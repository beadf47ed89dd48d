//! Error types for the locationiq crate

use thiserror::Error;

/// Main error type for geocoding operations
#[derive(Error, Debug)]
pub enum Error {
    #[error("Invalid credentials: {0}")]
    InvalidCredentials(String),

    #[error("Invalid server response from: {url}")]
    InvalidServerResponse { url: String },

    #[error("Missing required field: {0}")]
    MissingField(&'static str),

    #[error("Invalid coordinates: {0}")]
    InvalidCoordinates(String),

    #[error("Transport error: {0}")]
    Transport(String),

    #[error("HTTP error: {0}")]
    Http(#[from] reqwest::Error),

    #[error("JSON error: {0}")]
    Json(#[from] serde_json::Error),
}

/// Result type alias for geocoding operations
pub type Result<T> = std::result::Result<T, Error>;
//! locationiq: forward and reverse geocoding via the LocationIQ API
//!
//! A provider adapter for the LocationIQ (Nominatim-backed) geocoding
//! service. It turns address text into coordinates and coordinates into
//! structured addresses, mapping the API's JSON into immutable
//! [`LocationIqAddress`] records.
//!
//! ## Features
//!
//! - Forward lookup (text to places) and reverse lookup (coordinates to
//!   address) with the provider's native fallback rules
//! - Injectable HTTP transport, so tests run against canned responses
//! - Immutable address records with copy-on-write `with_*` mutators and a
//!   flat key/value export
//!
//! ## Quick Start
//!
//! ```no_run
//! use locationiq::{GeocodeQuery, HttpTransport, LocationIq, ReverseQuery};
//!
//! # fn main() -> locationiq::Result<()> {
//! let provider = LocationIq::new(HttpTransport::new()?, "your-api-key")?;
//!
//! let results = provider.forward(&GeocodeQuery::new("Brandenburg Gate, Berlin"))?;
//! for address in &results {
//!     println!("{:?}: {:?}", address.coordinates(), address.display_name());
//! }
//!
//! let addresses = provider.reverse(&ReverseQuery::from_coordinates(52.5163, 13.3777))?;
//! # Ok(())
//! # }
//! ```

pub mod address;
pub mod constants;
pub mod error;
pub mod provider;
pub mod query;
pub mod transport;

// Re-export commonly used types
pub use address::{AdminLevel, Bounds, Coordinates, LocationIqAddress};
pub use error::{Error, Result};
pub use provider::LocationIq;
pub use query::{GeocodeQuery, ReverseQuery};
pub use transport::http::HttpTransport;
pub use transport::Transport;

________________________

**WORK ITEM**
A complete, exact copy of the material is required.

**ANSWER BOX**
repository beadf47ed89dd48d
//! Error types for the locationiq crate

use thiserror::Error;

/// Main error type for geocoding operations
#[derive(Error, Debug)]
pub enum Error {
    #[error("Invalid credentials: {0}")]
    InvalidCredentials(String),

    #[error("Invalid server response from: {url}")]
    InvalidServerResponse { url: String },

    #[error("Missing required field: {0}")]
    MissingField(&'static str),

    #[error("Invalid coordinates: {0}")]
    InvalidCoordinates(String),

    #[error("Transport error: {0}")]
    Transport(String),

    #[error("HTTP error: {0}")]
    Http(#[from] reqwest::Error),

    #[error("JSON error: {0}")]
    Json(#[from] serde_json::Error),
}

/// Result type alias for geocoding operations
pub type Result<T> = std::result::Result<T, Error>;
//! locationiq: forward and reverse geocoding via the LocationIQ API
//!
//! A provider adapter for the LocationIQ (Nominatim-backed) geocoding
//! service. It turns address text into coordinates and coordinates into
//! structured addresses, mapping the API's JSON into immutable
//! [`LocationIqAddress`] records.
//!
//! ## Features
//!
//! - Forward lookup (text to places) and reverse lookup (coordinates to
//!   address) with the provider's native fallback rules
//! - Injectable HTTP transport, so tests run against canned responses
//! - Immutable address records with copy-on-write `with_*` mutators and a
//!   flat key/value export
//!
//! ## Quick Start
//!
//! ```no_run
//! use locationiq::{GeocodeQuery, HttpTransport, LocationIq, ReverseQuery};
//!
//! # fn main() -> locationiq::Result<()> {
//! let provider = LocationIq::new(HttpTransport::new()?, "your-api-key")?;
//!
//! let results = provider.forward(&GeocodeQuery::new("Brandenburg Gate, Berlin"))?;
//! for address in &results {
//!     println!("{:?}: {:?}", address.coordinates(), address.display_name());
//! }
//!
//! let addresses = provider.reverse(&ReverseQuery::from_coordinates(52.5163, 13.3777))?;
//! # Ok(())
//! # }
//! ```

pub mod address;
pub mod constants;
pub mod error;
pub mod provider;
pub mod query;
pub mod transport;

// Re-export commonly used types
pub use address::{AdminLevel, Bounds, Coordinates, LocationIqAddress};
pub use error::{Error, Result};
pub use provider::LocationIq;
pub use query::{GeocodeQuery, ReverseQuery};
pub use transport::http::HttpTransport;
pub use transport::Transport;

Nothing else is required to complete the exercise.